On the evening of 19 February 2005 the authors spanned a 167 km (104 mile) path between Mount Barrow's South peak and Mount Wellington in Tasmania with audio modulated light beams. This was the culmination of about 35 years of intermittent experiments by the two authors of this web page, initially individually and later in association. The suggestion to try the Barrow-Wellington path originated in a chance comment to Chris Long by Jason Reilly VK7ZJA, that Mount Wellington was visible from the top of Barrow. Jason is a technician for Optus, regularly visiting the transmitter site on Mount Barrow, otherwise we would never have known that crucial piece of information! Both summits are above the 1200 metre contour, and the earth's curvature on the land between only accounts for approximately a 600 metre bulge, with reasonable clearance all along the path. We were surprised to find that the expected rapid optical fading cycles caused by atmospheric turbulence over this long path were not too severe, presumably because the effect rapidly diminishes with elevation.

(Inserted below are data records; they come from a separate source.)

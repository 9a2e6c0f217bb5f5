pub mod ad_sync;
pub mod optimize;
pub mod replace;
pub mod sales_tracker;
pub mod winner_scaling;

use serde_json::json;

use crate::data_models::job_run::JobRunSummary;

/// Records a joined tenant-task result into the run summary. Tenant
/// failures never propagate past this point.
pub(crate) fn record_tenant_result(
    summary: &mut JobRunSummary,
    tenant_id: &str,
    result: crate::contracts::JobResult<()>,
) {
    match result {
        Ok(()) => summary.record_tenant_success(),
        Err(e) => {
            log::error!(target: "jobs", tenant_id = tenant_id; "tenant failed: {}", e);
            summary.record_tenant_failure(e.to_log_entry(Some(tenant_id)));
        }
    }
}

/// Marks an exhausted run budget in the summary.
pub(crate) fn record_budget_exceeded(summary: &mut JobRunSummary, job_type: &str) {
    log::error!(target: job_type, "run budget exceeded, aborting remaining tenants");
    summary.record_error(json!({
        "error": "run budget exceeded",
        "kind": "timeout",
    }));
}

By extreme luck, our initial Saturday night DX test from South Barrow occurred following a day of rain. This extinguished all open-air fires and washed most of the dust out of the 104 miles of atmosphere between the optical stations. The visual range on the night selected was outstanding. News of our subsequent success with the optical link rapidly spread to the Internet. Reports, photographs of the equipment, audio grabs etc can be found on the pages of the Radio and Electronics Association of Southern Tasmania, which hosted a small celebration in Hobart on 23 February 2005 (photographs of the celebration are included):
http://www.reast.asn.au/optical.php
Further photographs of the Northern end of the link (South Peak of Mount Barrow) on the 19th February can be found at the web site of Jason Reilly VK7ZJA who assisted in the Launceston arrangements and shot the photos. These include pictures of Joe Gelston VK7JG (refer picture DSCF0183.jpg) who was kind enough to transport us to the summit in his four wheel drive van on two occasions, dodging numerous nocturnal marsupials, unlocking the necessary gates and scouting out sites that contributed significantly to our success. At Mount Barrow, we had two complete optical transceivers fitted with PIN photodiodes and Luxeon LED light sources. Both optical transceivers used fresnel lens collimators 19 cm by 25 cm. The two transceivers were spaced about two metres apart on Mount Barrow, which we successfully used to provide a degree of spatial diversity reception.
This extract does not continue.